» **TASK ITEM**
The answer is every line in the data below that contains the word "Option".

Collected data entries
----------
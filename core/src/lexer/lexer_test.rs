use super::*;
use pretty_assertions::assert_eq;

fn kinds(source: &str) -> Vec<TokenKind> {
    tokenize(source).into_iter().map(|t| t.kind).collect()
}

#[test]
fn signed_and_unsigned_numbers() {
    for source in ["345", "+345"] {
        let tokens = tokenize(source);
        assert_eq!(tokens.len(), 2, "{source}");
        assert_eq!(tokens[0].kind, TokenKind::Number);
        assert_eq!(tokens[0].number, Some(345.0));
        assert!(tokens[1].is_end());
    }
}

#[test]
fn list_with_positions() {
    let tokens = tokenize("(ADD 1 2)");
    let summary: Vec<_> = tokens
        .iter()
        .map(|t| (t.kind, t.text.to_string(), t.pos.line, t.pos.column))
        .collect();
    assert_eq!(
        summary,
        vec![
            (TokenKind::Open, "(".to_string(), 1, 1),
            (TokenKind::Symbol, "ADD".to_string(), 1, 2),
            (TokenKind::Number, "1".to_string(), 1, 6),
            (TokenKind::Number, "2".to_string(), 1, 8),
            (TokenKind::Close, ")".to_string(), 1, 9),
            (TokenKind::End, "".to_string(), 1, 10),
        ]
    );
    assert_eq!(tokens[2].number, Some(1.0));
    assert_eq!(tokens[3].number, Some(2.0));
}

#[test]
fn number_forms() {
    let cases = [
        ("-7", -7.0),
        (".5", 0.5),
        ("-.25", -0.25),
        ("1e3", 1000.0),
        ("2.5E2", 250.0),
        ("12.", 12.0),
    ];
    for (source, expected) in cases {
        let token = Lexer::new(source).next_token();
        assert_eq!(token.kind, TokenKind::Number, "{source}");
        assert_eq!(token.number, Some(expected), "{source}");
    }
}

#[test]
fn malformed_number_has_nan_payload() {
    let token = Lexer::new("1.2.3").next_token();
    assert_eq!(token.kind, TokenKind::Number);
    assert!(token.number.is_some_and(f64::is_nan));
    assert_eq!(token.text, "1.2.3");
}

#[test]
fn number_stops_at_close_paren() {
    assert_eq!(
        kinds("(+ 1 2)"),
        vec![
            TokenKind::Open,
            TokenKind::Symbol,
            TokenKind::Number,
            TokenKind::Number,
            TokenKind::Close,
            TokenKind::End,
        ]
    );
}

#[test]
fn signs_alone_are_symbols() {
    let tokens = tokenize("- + -x");
    assert_eq!(tokens[0].kind, TokenKind::Symbol);
    assert_eq!(tokens[0].text, "-");
    assert_eq!(tokens[1].kind, TokenKind::Symbol);
    assert_eq!(tokens[2].kind, TokenKind::Symbol);
    assert_eq!(tokens[2].text, "-x");
}

#[test]
fn standalone_dot() {
    assert_eq!(
        kinds("(a . b)"),
        vec![
            TokenKind::Open,
            TokenKind::Symbol,
            TokenKind::Dot,
            TokenKind::Symbol,
            TokenKind::Close,
            TokenKind::End,
        ]
    );
}

#[test]
fn reserved_words() {
    assert_eq!(
        kinds("if nil define set let lambda quote iff NIL"),
        vec![
            TokenKind::If,
            TokenKind::Nil,
            TokenKind::Define,
            TokenKind::Set,
            TokenKind::Let,
            TokenKind::Lambda,
            TokenKind::Quote,
            TokenKind::Symbol,
            TokenKind::Symbol,
            TokenKind::End,
        ]
    );
}

#[test]
fn quote_mark() {
    assert_eq!(
        kinds("'(a)"),
        vec![
            TokenKind::QuoteMark,
            TokenKind::Open,
            TokenKind::Symbol,
            TokenKind::Close,
            TokenKind::End,
        ]
    );
}

#[test]
fn strings_and_escapes() {
    let tokens = tokenize(r#""hello world" "a\"b" "c\nd""#);
    assert_eq!(tokens[0].kind, TokenKind::String);
    assert_eq!(tokens[0].text, "hello world");
    assert_eq!(tokens[1].text, "a\"b");
    // Escapes pass the next character through without decoding.
    assert_eq!(tokens[2].text, "cnd");
    assert!(tokens[3].is_end());
}

#[test]
fn unterminated_string() {
    let token = Lexer::new("\"abc").next_token();
    assert_eq!(token.kind, TokenKind::UnterminatedString);
    assert_eq!(token.text, "abc");
}

#[test]
fn comments_are_skipped() {
    let source = "; leading\n# hash comment\n(a // trailing\n b)";
    assert_eq!(
        kinds(source),
        vec![
            TokenKind::Open,
            TokenKind::Symbol,
            TokenKind::Symbol,
            TokenKind::Close,
            TokenKind::End,
        ]
    );
    let tokens = tokenize(source);
    assert_eq!(tokens[0].pos, Position::new(3, 1));
    assert_eq!(tokens[2].pos, Position::new(4, 2));
}

#[test]
fn push_back_returns_token_again() {
    let mut lexer = Lexer::new("(foo bar)");
    assert_eq!(lexer.next_token().kind, TokenKind::Open);
    let foo = lexer.next_token();
    assert_eq!(foo.text, "foo");
    lexer.push_back(foo.clone());
    assert_eq!(lexer.next_token(), foo);
    assert_eq!(lexer.next_token().text, "bar");
}

#[test]
fn end_is_sticky() {
    let mut lexer = Lexer::new("  ");
    assert!(lexer.next_token().is_end());
    assert!(lexer.next_token().is_end());
}

#[test]
fn spans_cover_token_text() {
    let source = "(define x \"hi\")";
    for token in tokenize(source) {
        if token.kind == TokenKind::String {
            assert_eq!(token.span.slice(source), "\"hi\"");
        } else if !token.is_end() {
            assert_eq!(token.span.slice(source), token.text);
        }
    }
}
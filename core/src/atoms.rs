//! Symbol interning.
//!
//! Every symbol name seen by an [`Env`](crate::env::Env) is mapped to a small
//! integer [`Atom`] so frames can key their bindings by id and compare symbols
//! without touching the string data.

use alloc::rc::Rc;
use core::fmt;
use hashbrown::HashMap;

/// Interned symbol id. Stable and unique for the lifetime of its table.
#[derive(Debug, Clone, Copy, PartialEq, Eq, Hash, PartialOrd, Ord)]
pub struct Atom(u32);

impl Atom {
    pub fn index(self) -> usize {
        self.0 as usize
    }
}

impl fmt::Display for Atom {
    fn fmt(&self, f: &mut fmt::Formatter<'_>) -> fmt::Result {
        write!(f, "#{}", self.0)
    }
}

/// Bijection between symbol names and [`Atom`]s.
#[derive(Debug, Default)]
pub struct AtomTable {
    ids: HashMap<Rc<str>, Atom>,
    names: Vec<Rc<str>>,
}

impl AtomTable {
    pub fn new() -> Self {
        Self::default()
    }

    /// Returns the id for `name`, allocating a fresh one on first sight.
    pub fn intern(&mut self, name: &str) -> Atom {
        if let Some(atom) = self.ids.get(name) {
            return *atom;
        }
        let atom = Atom(self.names.len() as u32);
        let name: Rc<str> = Rc::from(name);
        self.names.push(name.clone());
        self.ids.insert(name, atom);
        atom
    }

    /// Looks up an existing id without interning.
    pub fn get(&self, name: &str) -> Option<Atom> {
        self.ids.get(name).copied()
    }

    pub fn name(&self, atom: Atom) -> Option<&Rc<str>> {
        self.names.get(atom.index())
    }

    /// Every interned name, in allocation order.
    pub fn iter(&self) -> impl Iterator<Item = (Atom, &str)> {
        self.names
            .iter()
            .enumerate()
            .map(|(index, name)| (Atom(index as u32), &**name))
    }

    pub fn len(&self) -> usize {
        self.names.len()
    }

    pub fn is_empty(&self) -> bool {
        self.names.is_empty()
    }
}
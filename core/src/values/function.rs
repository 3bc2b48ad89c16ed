//! Native functions exposed to sprig code.

use core::fmt;

use super::Value;
use crate::evaluator::EvalError;

/// Signature of a native function.
///
/// Primitives receive their arguments already executed and never touch the
/// environment.
///
/// # Example
///
/// ```
/// use sprig_core::evaluator::EvalError;
/// use sprig_core::values::{Primitive, Value};
///
/// fn always_nil(_args: &[Value]) -> Result<Value, EvalError> {
///     Ok(Value::Nil)
/// }
///
/// let nil = Primitive::new("NIL", always_nil);
/// assert_eq!(nil.call(&[]).unwrap(), Value::Nil);
/// ```
pub type NativeFn = fn(args: &[Value]) -> Result<Value, EvalError>;

/// A named native function.
#[derive(Clone, Copy)]
pub struct Primitive {
    name: &'static str,
    func: NativeFn,
}

impl Primitive {
    pub const fn new(name: &'static str, func: NativeFn) -> Self {
        Self { name, func }
    }

    pub fn name(&self) -> &'static str {
        self.name
    }

    pub fn call(&self, args: &[Value]) -> Result<Value, EvalError> {
        (self.func)(args)
    }
}

impl PartialEq for Primitive {
    fn eq(&self, other: &Self) -> bool {
        self.name == other.name
    }
}

impl fmt::Debug for Primitive {
    fn fmt(&self, f: &mut fmt::Formatter<'_>) -> fmt::Result {
        f.debug_tuple("Primitive").field(&self.name).finish()
    }
}
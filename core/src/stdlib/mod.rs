//! sprig primitive library
//!
//! Native functions registered into the global frame of every new
//! environment:
//! - Math: `+ - * /` and the comparisons `< > =`
//! - List: `list car cdr cons`
//! - IO: `print`
//!
//! Primitives receive their arguments already executed and never see the
//! environment. Arguments may arrive wrapped in `Quote`; primitives look
//! through the wrapper.

pub mod io;
pub mod list;
pub mod math;

#[cfg(test)]
mod stdlib_test;

use crate::env::Env;
use crate::values::Primitive;

/// Every primitive with the name it is bound to.
pub const PRIMITIVES: &[(&str, Primitive)] = &[
    ("+", Primitive::new("ADD", math::add)),
    ("-", Primitive::new("SUB", math::sub)),
    ("*", Primitive::new("MUL", math::mul)),
    ("/", Primitive::new("DIV", math::div)),
    ("<", Primitive::new("LT", math::less)),
    (">", Primitive::new("GT", math::greater)),
    ("=", Primitive::new("EQ", math::equal)),
    ("list", Primitive::new("LIST", list::list)),
    ("car", Primitive::new("CAR", list::car)),
    ("cdr", Primitive::new("CDR", list::cdr)),
    ("cons", Primitive::new("CONS", list::cons)),
    ("print", Primitive::new("PRINT", io::print)),
];

/// Registers the whole library in the current frame of `env`.
pub fn register(env: &mut Env) {
    for (name, primitive) in PRIMITIVES {
        env.define_primitive(name, *primitive);
    }
}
----------
» **SOLUTION TO THE EXERCISE**
    pub fn get(&self, name: &str) -> Option<Atom> {
    pub fn name(&self, atom: Atom) -> Option<&Rc<str>> {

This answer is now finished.